Jednym z wielu pytań jakie dziś zadają sobie mieszkańcy Częstochowy jest to, na którą Mszę Świętą się udać. Czy razem z uczestnikami warszawskiej pieszej pielgrzymki pod przewodnictwem kard. Nycza o godz. 8 pod tzw. szczytem jasnogórskim, według prognoz ma być słonecznie i około 23 st.C. Czy może o godz. 11 również pod szczytem, suma pontyfikalna pod przewodnictwem arcybiskupa Depo. Prognozy wieszczą 30 st.C (w cieniu). Alternatywą jest Msza w klimatyzowanym Kościele Akademickim o godz. 11.30. Tradycyjna Msza Św. dla częstochowian planowana jest na 19 w bazylice – pytanie czy plan zostanie podtrzymany, jutrzejsze prognozy przewidują wówczas „ochłodzenie” do 30 st.C. O tej godzinie planowany jest również rewanżowy mecz 3 rundy eliminacji Ligi Mistrzów pomiędzy Arisem Limassol a Rakowem Częstochowa…
15 sierpnia Kościół świętuje jedną z największych uroczystości maryjnych: Wniebowzięcie Najświętszej Maryi Panny. To uroczystość obchodzona zarówno przez chrześcijan zachodnich jak i wschodnich, sięgająca swoją tradycją jeszcze V wieku. Jedne z najstarszych wzmianek dotyczą sytuacji, gdy cesaroza Pulcheria, chcąc zbudować w Konstantynopolu kościół Matki Bożej, poprosiła biskupa Jerozolimy o relikwie. Ten odpowiedział cesarzowej, że nie pozostały żadne relikwie po Maryi, bo została z ciałem wzięta do nieba, „jak wiemy ze starożytnego i bardzo pewnego źródła”.

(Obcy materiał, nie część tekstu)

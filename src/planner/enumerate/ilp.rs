use std::collections::BTreeMap;
use std::sync::mpsc::{self, RecvTimeoutError};
use std::thread;
use std::time::Duration;

use microlp::{ComparisonOp, OptimizationDirection, Problem, Variable};
use tracing::{debug, trace, warn};

use super::{Enumeration, EnumerationError, PlateEnumerator, SearchLimits};
use crate::models::{
    Dish, FeasibleSet, Macro, PlateCandidate, PlateItem, ScoredPlate, ServingOption, Targets,
};
use crate::planner::constants::{ILP_EXTRA_ROUNDS, MAX_PLATE_SIZE, MIN_PLATE_SIZE, TOLERANCE};
use crate::planner::scoring::{score, within_tolerance};

/// 0/1 integer program over (dish, serving) pairs.
///
/// Each solve yields the single plate minimizing the weighted absolute
/// deviation from the targets. Alternatives are produced by iterative
/// re-optimization: the previous assignment is cut off with an exact
/// exclusion constraint and the model is solved again until the feasible set
/// is full or the model turns infeasible. Every solve runs on a helper thread
/// and is awaited only until the deadline; on overrun the plates found so far
/// are returned as an incomplete result.
#[derive(Debug, Clone, Copy, Default)]
pub struct IlpEnumerator;

impl PlateEnumerator for IlpEnumerator {
    fn name(&self) -> &'static str {
        "ilp"
    }

    fn enumerate(
        &self,
        dishes: &[Dish],
        targets: &Targets,
        limits: &SearchLimits,
    ) -> Result<Enumeration, EnumerationError> {
        let mut plates = FeasibleSet::new(limits.cap);
        let mut excluded: Vec<Vec<usize>> = Vec::new();
        let mut completed = true;
        let max_rounds = limits.cap + ILP_EXTRA_ROUNDS;

        if dishes.len() < MIN_PLATE_SIZE || limits.cap == 0 {
            return Ok(Enumeration {
                plates,
                completed,
                strategy: self.name(),
            });
        }

        for round in 0..max_rounds {
            if plates.is_full() {
                break;
            }
            if limits.expired() {
                completed = false;
                break;
            }

            let PlateModel { problem, picks } = PlateModel::build(dishes, targets, &excluded);
            let vars = picks.iter().map(|p| p.var).collect();
            let selected = match solve_within(problem, vars, limits.remaining()) {
                Solve::Picked(selected) => selected,
                Solve::Infeasible => {
                    trace!(round, "ilp model exhausted");
                    break;
                }
                Solve::TimedOut => {
                    debug!(round, "ilp solve overran the deadline, abandoned");
                    completed = false;
                    break;
                }
                Solve::Failed(e) if plates.is_empty() => return Err(EnumerationError::Solver(e)),
                Solve::Failed(e) => {
                    debug!(round, error = %e, "ilp stopped early, keeping plates found so far");
                    break;
                }
            };
            if selected.is_empty() {
                break;
            }

            let plate = PlateCandidate::new(
                selected
                    .iter()
                    .map(|&i| PlateItem::new(picks[i].dish, picks[i].serving))
                    .collect(),
            );
            excluded.push(selected);

            // The solver works in floating point; re-check in exact terms.
            let totals = plate.totals(dishes);
            if plate.is_well_formed(dishes) && within_tolerance(&totals, targets) {
                let s = score(&totals, targets);
                plates.insert(ScoredPlate {
                    plate,
                    totals,
                    score: s,
                });
            } else {
                trace!(round, "ilp solution failed re-check, excluded");
            }
        }

        debug!(
            rounds = excluded.len(),
            feasible = plates.len(),
            completed,
            "ilp enumeration finished"
        );

        Ok(Enumeration {
            plates,
            completed,
            strategy: self.name(),
        })
    }
}

enum Solve {
    /// Indices of the picks set to 1.
    Picked(Vec<usize>),
    Infeasible,
    TimedOut,
    Failed(String),
}

/// Solves `problem` on a helper thread, waiting at most `remaining`.
///
/// A solve that overruns cannot be interrupted; its thread runs to completion
/// and the result is dropped.
fn solve_within(problem: Problem, vars: Vec<Variable>, remaining: Duration) -> Solve {
    let (tx, rx) = mpsc::channel();
    let spawned = thread::Builder::new()
        .name("ilp-solve".to_string())
        .spawn(move || {
            let outcome = match problem.solve() {
                Ok(solution) => Solve::Picked(
                    vars.iter()
                        .enumerate()
                        .filter(|(_, var)| solution.var_value_rounded(**var) > 0.5)
                        .map(|(i, _)| i)
                        .collect(),
                ),
                Err(microlp::Error::Infeasible) => Solve::Infeasible,
                Err(e) => Solve::Failed(e.to_string()),
            };
            // The receiver is gone once the deadline passed.
            let _ = tx.send(outcome);
        });
    if let Err(e) = spawned {
        warn!(error = %e, "could not start ilp solver thread");
        return Solve::Failed(e.to_string());
    }

    match rx.recv_timeout(remaining) {
        Ok(outcome) => outcome,
        Err(RecvTimeoutError::Timeout) => Solve::TimedOut,
        Err(RecvTimeoutError::Disconnected) => Solve::Failed("solver thread panicked".to_string()),
    }
}

struct Pick {
    dish: usize,
    serving: ServingOption,
    var: Variable,
}

struct PlateModel {
    problem: Problem,
    picks: Vec<Pick>,
}

impl PlateModel {
    fn build(dishes: &[Dish], targets: &Targets, excluded: &[Vec<usize>]) -> Self {
        let mut problem = Problem::new(OptimizationDirection::Minimize);

        let mut picks = Vec::with_capacity(dishes.len() * ServingOption::ALL.len());
        for (dish, _) in dishes.iter().enumerate() {
            for serving in ServingOption::ALL {
                let var = problem.add_binary_var(0.0);
                picks.push(Pick { dish, serving, var });
            }
        }

        // At most one serving per dish name (covers "at most one per dish").
        let mut by_name: BTreeMap<String, Vec<Variable>> = BTreeMap::new();
        for pick in &picks {
            by_name
                .entry(dishes[pick.dish].key())
                .or_default()
                .push(pick.var);
        }
        for vars in by_name.values() {
            problem.add_constraint(
                vars.iter().map(|&v| (v, 1.0)).collect::<Vec<_>>(),
                ComparisonOp::Le,
                1.0,
            );
        }

        let all: Vec<(Variable, f64)> = picks.iter().map(|p| (p.var, 1.0)).collect();
        problem.add_constraint(all.clone(), ComparisonOp::Ge, MIN_PLATE_SIZE as f64);
        problem.add_constraint(all, ComparisonOp::Le, MAX_PLATE_SIZE as f64);

        for (m, target) in targets.active_macros() {
            add_macro_terms(&mut problem, dishes, &picks, m, target);
        }

        for selection in excluded {
            // Σ chosen − Σ others ≤ |chosen| − 1 removes exactly this assignment.
            let mut expr = Vec::with_capacity(picks.len());
            for (i, pick) in picks.iter().enumerate() {
                let coeff = if selection.contains(&i) { 1.0 } else { -1.0 };
                expr.push((pick.var, coeff));
            }
            problem.add_constraint(expr, ComparisonOp::Le, selection.len() as f64 - 1.0);
        }

        Self { problem, picks }
    }
}

/// Total, deviation and tolerance rows for one active macro.
fn add_macro_terms(problem: &mut Problem, dishes: &[Dish], picks: &[Pick], m: Macro, target: f64) {
    let total = problem.add_var(0.0, (f64::NEG_INFINITY, f64::INFINITY));
    let error = problem.add_var(1.0, (0.0, f64::INFINITY));

    // total − Σ amount·x = 0
    let mut tie = vec![(total, 1.0)];
    for pick in picks {
        let amount = dishes[pick.dish].macros.get(m) as f64 * pick.serving.multiplier();
        if amount != 0.0 {
            tie.push((pick.var, -amount));
        }
    }
    problem.add_constraint(tie, ComparisonOp::Eq, 0.0);

    // error ≥ total − target, error ≥ target − total
    problem.add_constraint(&[(error, 1.0), (total, -1.0)], ComparisonOp::Ge, -target);
    problem.add_constraint(&[(error, 1.0), (total, 1.0)], ComparisonOp::Ge, target);

    let band = target * TOLERANCE;
    problem.add_constraint(&[(total, 1.0)], ComparisonOp::Ge, target - band);
    problem.add_constraint(&[(total, 1.0)], ComparisonOp::Le, target + band);
}
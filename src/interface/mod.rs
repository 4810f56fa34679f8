pub mod render;

pub use render::{write_error, write_feasible_csv, write_json, SectionsResponse};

Przez długie wieki między chrześcijanami wschodnimi a zachodnimi wykształcił się spór dotyczący tego, kiedy Maryja została wzięta do nieba: czy jeszcze za życia czy już po śmierci. Spór ten widoczny jest nawet w nazwie święta (Wniebowzięcie na zachodzie i Zaśnięcie na wschodzie), jak również w ikonografii, która na zachodzie przedstawia żyjącą Maryję zabieraną do nieba, zaś na wschodzie popularny jest wizerunek Maryi „śpiącej”. Nawet wydany w 1950 r. przez Piusa XII dogmat uznający wniebowzięcie za pewnik, nie rozstrzygnął czy dokonało się przed czy po śmierci.
Z czego wynika interpretacja zachodnia? Z rozumienia śmierci jako kary za grzechy. Jeśli Maryja była bez grzechu, to nie mogła przecież umrzeć! Ten sposób myślenia o wniebowzięciu podważył w jednej ze swych katechez Jan Paweł II. Papież zwrócił uwagę na fakt, że od momentu ukrzyżowania interpretacja śmierci w kluczu kary za grzechy jest nieuprawniona, bo Jezus, nawet niosąc nasze grzechy, sam był przecież bez grzechu.
Mocno brzmi w tym kontekście papieskie pytanie: „Czy Maryja nie doświadczając śmierci nie stałaby się większa od swojego Syna, który będą Bogiem i człowiekiem doświadczył umierania i śmierci?”. Jan Paweł II przytacza w odpowiedzi myśl Seweriusza z Antiochii, który stwierdził, że „Aby uczestniczyć w Chrystusowym zmartwychwstaniu, Maryja musiała przede wszystkim podzielić Jego śmierć”.
W polskiej tradycji to święto zwane jest również świętem Matki Bożej Zielnej. Na pamiątkę podania głoszącego, że Apostołowie zamiast ciała Maryi znaleźli kwiaty, poświęca się kwiaty, zioła i kłosy zbóż.